Logisches Denken ist von klein auf Nikolaus große Stärke. Ein Test bescheinigte ihm einen Intelligenzquotienten von 147, damit gilt er als hochbegabt. Der Durchschnitt liegt bei 100.

Dass er anders als andere Kinder war, bemerkte seine Familie früh. Schon als Vierjähriger hatte er großes Interesse an Baukunst und erläuterte seinen Eltern bei einer Reise die Kirchen in Venedig. Ein Foto aus dem Jahr danach dokumentiert sein damaliges Faible: Es zeigt ihn als Fünfjährigen hinter einer komplexen Lego-Nachbildung von Notre Dame.

Jetzt also die Uni. Wie reagieren die Kommilitonen auf das smarte Nesthäkchen? „Die Chemiker waren alle sehr nett, da hab ich nur positive Stimmen gehört. Und die Physiker haben noch gar nicht gecheckt, wie alt ich bin.” Das findet er auch gut so. Auf den „Wunderknaben”-Bonus verzichte er gerne, sagt Nikolaus. „Dann bekomme ich mit, wie man mit mir umgeht, wenn man mich für normal erachtet.”

Normal – das sind für die meisten Erstsemestler auch Uni-Partys, die erste WG, Flirts. Wie hält es der 15-Jährige damit? Eines betont Nikolaus auf solche Fragen hin immer wieder: „Ich bin viel reifer, als ich alt bin. Ich fühle mich wie 20.” Er habe zwar auch gleichaltrige Freunde. „Aber die 16-Jährigen sind für mich die Kleinen.”

Der Teenager wohnt freilich noch bei seinen Eltern am Starnberger See. Mit ihnen kommt er gut aus. Sie erlaubten ihm alles, erzählt er. „Das, was man als Erziehungserfolg betrachtet, bringe ich ja.” Ein typischer Satz für den jungen Mann, der immer um präzise Formulierungen bemüht ist.

Bei den Saalfesten der Chemiker war er also dabei, und auch in den ein oder anderen Club hat er sich schon mal gemogelt. Im Juli braucht er dazu eh keine ausgetüftelten Strategien mehr: Dann wird er 16 und darf ganz offiziell ausgehen. Zumindest bis Mitternacht.

Bleibt noch die Frage nach den Flirts.
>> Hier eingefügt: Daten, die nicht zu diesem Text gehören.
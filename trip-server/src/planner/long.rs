//! Intercity routes for trips over the medium threshold.
//!
//! Rail time assumes roughly 200 km/h; the base fare is 50 won per km.

use crate::domain::{Coordinate, Route, RouteType, TravelMode};

use super::legs::{ITX, KTX, LegChain, SUBWAY_LINE_1, TRUNK_BUS, apportion, whole};

/// Flat local-transit surcharge on the recommended route.
const LOCAL_TRANSIT_FARE: u32 = 2800;
/// Express supplement on the fastest route.
const EXPRESS_SUPPLEMENT: u32 = 4000;
/// Discount factor of a regular train against KTX.
const REGULAR_RATE: f64 = 0.6;
const BUS_FARE: u32 = 1400;

pub(super) fn long_distance_routes(
    origin: &Coordinate,
    destination: &Coordinate,
    distance_km: f64,
    distance_m: u32,
) -> [Route; 3] {
    let train_mins = whole(distance_km / 3.0);
    let fare = whole(distance_km * 50.0);

    [
        recommended(origin, destination, train_mins, fare, distance_m),
        fastest(origin, destination, train_mins, fare, distance_m),
        cheapest(origin, destination, train_mins, fare, distance_m),
    ]
}

fn recommended(
    origin: &Coordinate,
    destination: &Coordinate,
    train_mins: u32,
    fare: u32,
    distance_m: u32,
) -> Route {
    let m = apportion(distance_m, &[0.01, 0.90, 0.08]);

    let steps = LegChain::new(origin, destination, distance_m)
        .walk(
            10,
            m[0],
            "Walk to the departure station",
            "Departure station",
        )
        .ride(
            TravelMode::Train,
            KTX,
            train_mins,
            m[1],
            "Board the KTX",
            "Arrival station",
        )
        .ride(
            TravelMode::Subway,
            SUBWAY_LINE_1,
            15,
            m[2],
            "Transfer to the subway",
            "Subway exit",
        )
        .walk_to_destination(5, m[3], "Walk to the destination");

    Route::new(
        RouteType::Recommended,
        train_mins.saturating_add(30),
        fare.saturating_add(LOCAL_TRANSIT_FARE),
        2,
        distance_m,
        steps,
    )
}

fn fastest(
    origin: &Coordinate,
    destination: &Coordinate,
    train_mins: u32,
    fare: u32,
    distance_m: u32,
) -> Route {
    let express_mins = train_mins.saturating_sub(5);
    let m = apportion(distance_m, &[0.01, 0.98]);

    let steps = LegChain::new(origin, destination, distance_m)
        .walk(
            5,
            m[0],
            "Walk to the departure station",
            "Departure station",
        )
        .ride(
            TravelMode::Train,
            KTX,
            express_mins,
            m[1],
            "Board the express KTX",
            "Arrival station",
        )
        .walk_to_destination(5, m[2], "Walk to the destination");

    Route::new(
        RouteType::Fastest,
        express_mins.saturating_add(10),
        fare.saturating_add(EXPRESS_SUPPLEMENT),
        1,
        distance_m,
        steps,
    )
}

fn cheapest(
    origin: &Coordinate,
    destination: &Coordinate,
    train_mins: u32,
    fare: u32,
    distance_m: u32,
) -> Route {
    let slow_mins = train_mins.saturating_add(40);
    let m = apportion(distance_m, &[0.01, 0.90, 0.08]);

    let steps = LegChain::new(origin, destination, distance_m)
        .walk(
            10,
            m[0],
            "Walk to the departure station",
            "Departure station",
        )
        .ride(
            TravelMode::Train,
            ITX,
            slow_mins,
            m[1],
            "Board the regular ITX train",
            "Arrival station",
        )
        .ride(
            TravelMode::Bus,
            TRUNK_BUS,
            20,
            m[2],
            "Take city bus 146",
            "Bus stop",
        )
        .walk_to_destination(10, m[3], "Walk to the destination");

    Route::new(
        RouteType::Cheapest,
        slow_mins.saturating_add(40),
        whole(fare as f64 * REGULAR_RATE).saturating_add(BUS_FARE),
        3,
        distance_m,
        steps,
    )
}

#[cfg(test)]
mod tests {
    use super::*;

    fn seoul() -> Coordinate {
        Coordinate::new(37.57, 126.98).with_name("서울")
    }

    fn busan() -> Coordinate {
        Coordinate::new(35.18, 129.08).with_name("부산")
    }

    fn routes() -> ([Route; 3], f64) {
        let km = seoul().distance_km(&busan());
        let m = whole(km * 1000.0);
        (long_distance_routes(&seoul(), &busan(), km, m), km)
    }

    #[test]
    fn recommended_is_walk_train_subway_walk() {
        let ([rec, _, _], km) = routes();

        let modes: Vec<_> = rec.steps.iter().map(|s| s.mode).collect();
        assert_eq!(
            modes,
            vec![
                TravelMode::Walk,
                TravelMode::Train,
                TravelMode::Subway,
                TravelMode::Walk
            ]
        );
        assert_eq!(rec.cost, whole(km * 50.0) + 2800);
        assert_eq!(rec.duration, whole(km / 3.0) + 30);
        assert_eq!(rec.transfers, 2);
    }

    #[test]
    fn fastest_uses_express_train() {
        let ([_, fast, _], km) = routes();
        let train_mins = whole(km / 3.0);

        assert_eq!(fast.steps.len(), 3);
        assert_eq!(fast.steps[1].mode, TravelMode::Train);
        assert_eq!(fast.steps[1].duration, train_mins - 5);
        assert_eq!(fast.cost, whole(km * 50.0) + 4000);
        assert_eq!(fast.transfers, 1);
    }

    #[test]
    fn cheapest_is_discounted() {
        let ([rec, _, cheap], km) = routes();
        let fare = whole(km * 50.0);

        assert_eq!(cheap.cost, whole(fare as f64 * 0.6) + 1400);
        assert!(cheap.cost < rec.cost);
        assert_eq!(cheap.transfers, 3);
        assert_eq!(cheap.steps[2].mode, TravelMode::Bus);
        assert_eq!(cheap.steps[1].line.as_deref(), Some("ITX"));
    }

    #[test]
    fn leg_totals_match_route_totals() {
        let (all, _) = routes();
        for route in &all {
            assert_eq!(route.leg_duration_total(), route.duration, "{}", route.id);
            assert_eq!(route.leg_distance_total(), route.distance, "{}", route.id);
            assert!(route.is_connected());
        }
    }

    #[test]
    fn fastest_is_fastest() {
        let ([rec, fast, cheap], _) = routes();
        assert!(fast.duration < rec.duration);
        assert!(rec.duration < cheap.duration);
    }
}
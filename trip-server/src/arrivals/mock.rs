//! Mock arrivals feed.
//!
//! Serves fixed boards as if they were live predictions. Boards come either
//! from the built-in sample or from `{station}.json` files on disk.

use std::collections::HashMap;
use std::path::Path;
use std::sync::Arc;

use tokio::sync::RwLock;
use tracing::debug;

use crate::domain::BusType;

use super::error::ArrivalsError;
use super::feed::ArrivalsFeed;
use super::types::{BusArrival, Congestion, Direction, StationBoard, SubwayArrival, SubwayTrainType};

/// Station served by the built-in sample board.
pub const SAMPLE_STATION: &str = "홍대입구역";

/// Arrivals feed backed by in-memory boards.
#[derive(Clone)]
pub struct MockArrivalsFeed {
    boards: Arc<RwLock<HashMap<String, StationBoard>>>,
}

impl MockArrivalsFeed {
    /// Create a feed from explicit boards, keyed by station id.
    pub fn new(boards: HashMap<String, StationBoard>) -> Self {
        Self {
            boards: Arc::new(RwLock::new(boards)),
        }
    }

    /// The built-in sample: one busy Seoul station.
    pub fn sample() -> Self {
        let mut boards = HashMap::new();
        boards.insert(SAMPLE_STATION.to_string(), sample_board(SAMPLE_STATION));
        Self::new(boards)
    }

    /// Load boards from a directory of `{station}.json` files.
    pub fn from_dir(data_dir: impl AsRef<Path>) -> Result<Self, ArrivalsError> {
        let data_dir = data_dir.as_ref();
        let mut boards = HashMap::new();

        let entries = std::fs::read_dir(data_dir).map_err(|e| ArrivalsError::Load {
            message: format!("failed to read mock data directory {:?}: {e}", data_dir),
        })?;

        for entry in entries {
            let entry = entry.map_err(|e| ArrivalsError::Load {
                message: format!("failed to read directory entry: {e}"),
            })?;

            let path = entry.path();
            if !path.is_file() || path.extension().and_then(|s| s.to_str()) != Some("json") {
                continue;
            }

            let station = path
                .file_stem()
                .and_then(|s| s.to_str())
                .ok_or_else(|| ArrivalsError::Load {
                    message: format!("invalid filename: {:?}", path),
                })?
                .to_string();

            let json = std::fs::read_to_string(&path).map_err(|e| ArrivalsError::Load {
                message: format!("failed to read {:?}: {e}", path),
            })?;

            let board: StationBoard =
                serde_json::from_str(&json).map_err(|e| ArrivalsError::Load {
                    message: format!("failed to parse {:?}: {e}", path),
                })?;

            debug!(
                %station,
                buses = board.bus.len(),
                trains = board.subway.len(),
                "loaded mock board"
            );
            boards.insert(station, board);
        }

        if boards.is_empty() {
            return Err(ArrivalsError::Load {
                message: format!("no mock board files found in {:?}", data_dir),
            });
        }

        Ok(Self::new(boards))
    }

    /// Stations with a board.
    pub async fn available_stations(&self) -> Vec<String> {
        let boards = self.boards.read().await;
        let mut stations: Vec<String> = boards.keys().cloned().collect();
        stations.sort();
        stations
    }

    /// Simulate the passage of time: every prediction counts down by `secs`.
    pub async fn advance(&self, secs: u32) {
        let mut boards = self.boards.write().await;
        for board in boards.values_mut() {
            board.advance(secs);
        }
    }

    async fn board(&self, station_id: &str) -> Result<StationBoard, ArrivalsError> {
        let boards = self.boards.read().await;
        boards
            .get(station_id)
            .cloned()
            .ok_or_else(|| ArrivalsError::StationNotFound(station_id.to_string()))
    }
}

impl ArrivalsFeed for MockArrivalsFeed {
    async fn bus_arrivals(&self, station_id: &str) -> Result<Vec<BusArrival>, ArrivalsError> {
        Ok(self.board(station_id).await?.bus)
    }

    async fn subway_arrivals(&self, station_id: &str) -> Result<Vec<SubwayArrival>, ArrivalsError> {
        Ok(self.board(station_id).await?.subway)
    }
}

fn sample_board(station: &str) -> StationBoard {
    let bus = |number: &str, secs, stops, bus_type, low_floor| BusArrival {
        bus_number: number.to_string(),
        remaining_secs: secs,
        remaining_stops: stops,
        bus_type,
        low_floor,
        station_name: station.to_string(),
    };
    let train = |destination: &str, secs, congestion, direction| SubwayArrival {
        line: "2호선".to_string(),
        destination: destination.to_string(),
        remaining_secs: secs,
        train_type: SubwayTrainType::Regular,
        congestion,
        direction,
        station_name: station.to_string(),
    };

    StationBoard {
        bus: vec![
            bus("273", 120, 3, BusType::Regular, true),
            bus("273", 480, 8, BusType::Regular, false),
            bus("6002", 300, 5, BusType::Express, true),
            bus("7016", 600, 7, BusType::Local, false),
        ],
        subway: vec![
            train("강남", 60, Congestion::High, Direction::Up),
            train("강남", 300, Congestion::Medium, Direction::Up),
            train("시청", 120, Congestion::Medium, Direction::Down),
            train("시청", 420, Congestion::Low, Direction::Down),
        ],
    }
}

#[cfg(test)]
mod tests {
    use super::*;
    use tempfile::tempdir;

    #[tokio::test]
    async fn sample_board_has_four_of_each() {
        let feed = MockArrivalsFeed::sample();

        let buses = feed.bus_arrivals(SAMPLE_STATION).await.unwrap();
        let trains = feed.subway_arrivals(SAMPLE_STATION).await.unwrap();

        assert_eq!(buses.len(), 4);
        assert_eq!(trains.len(), 4);
        assert_eq!(buses[2].bus_number, "6002");
        assert_eq!(buses[2].bus_type, BusType::Express);
        assert!(trains.iter().all(|t| t.line == "2호선"));
    }

    #[tokio::test]
    async fn unknown_station_returns_error() {
        let feed = MockArrivalsFeed::sample();
        match feed.bus_arrivals("없는역").await {
            Err(ArrivalsError::StationNotFound(s)) => assert_eq!(s, "없는역"),
            other => panic!("expected StationNotFound, got {other:?}"),
        }
    }

    #[tokio::test]
    async fn advance_counts_down() {
        let feed = MockArrivalsFeed::sample();
        feed.advance(30).await;

        let buses = feed.bus_arrivals(SAMPLE_STATION).await.unwrap();
        assert_eq!(buses[0].remaining_secs, 90);

        feed.advance(1000).await;
        let trains = feed.subway_arrivals(SAMPLE_STATION).await.unwrap();
        assert!(trains.iter().all(|t| t.remaining_secs == 0));
    }

    #[tokio::test]
    async fn load_from_dir() {
        let dir = tempdir().unwrap();
        let board = sample_board("신촌역");
        std::fs::write(
            dir.path().join("신촌역.json"),
            serde_json::to_string(&board).unwrap(),
        )
        .unwrap();
        std::fs::write(dir.path().join("notes.txt"), "ignored").unwrap();

        let feed = MockArrivalsFeed::from_dir(dir.path()).unwrap();
        assert_eq!(feed.available_stations().await, vec!["신촌역".to_string()]);

        let buses = feed.bus_arrivals("신촌역").await.unwrap();
        assert_eq!(buses[0].station_name, "신촌역");
    }

    #[test]
    fn empty_dir_is_an_error() {
        let dir = tempdir().unwrap();
        assert!(matches!(
            MockArrivalsFeed::from_dir(dir.path()),
            Err(ArrivalsError::Load { .. })
        ));
    }

    #[test]
    fn malformed_board_is_an_error() {
        let dir = tempdir().unwrap();
        std::fs::write(dir.path().join("bad.json"), "{ not json").unwrap();
        assert!(MockArrivalsFeed::from_dir(dir.path()).is_err());
    }
}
Da druckst Nikolaus plötzlich doch ein wenig herum, weil das Thema gerade eine gewisse Aktualität hat. Und über ungelegte Eier spricht man nicht. Nur so viel: Er habe noch keine feste Freundin gehabt. „Die Hürde ist schon da, wenn ein Mädchen älter ist als ich.”

Wenn Nikolaus volljährig wird, hat er seinen ersten Uni-Abschluss wohl in der Tasche. Und dann? „Wenn ich meinen Bachelor habe, würde ich gerne ins Ausland”, sagt er. „Harvard wäre ein Traum.” Und man ist in diesem Moment sicher, dass er es dahin schaffen wird.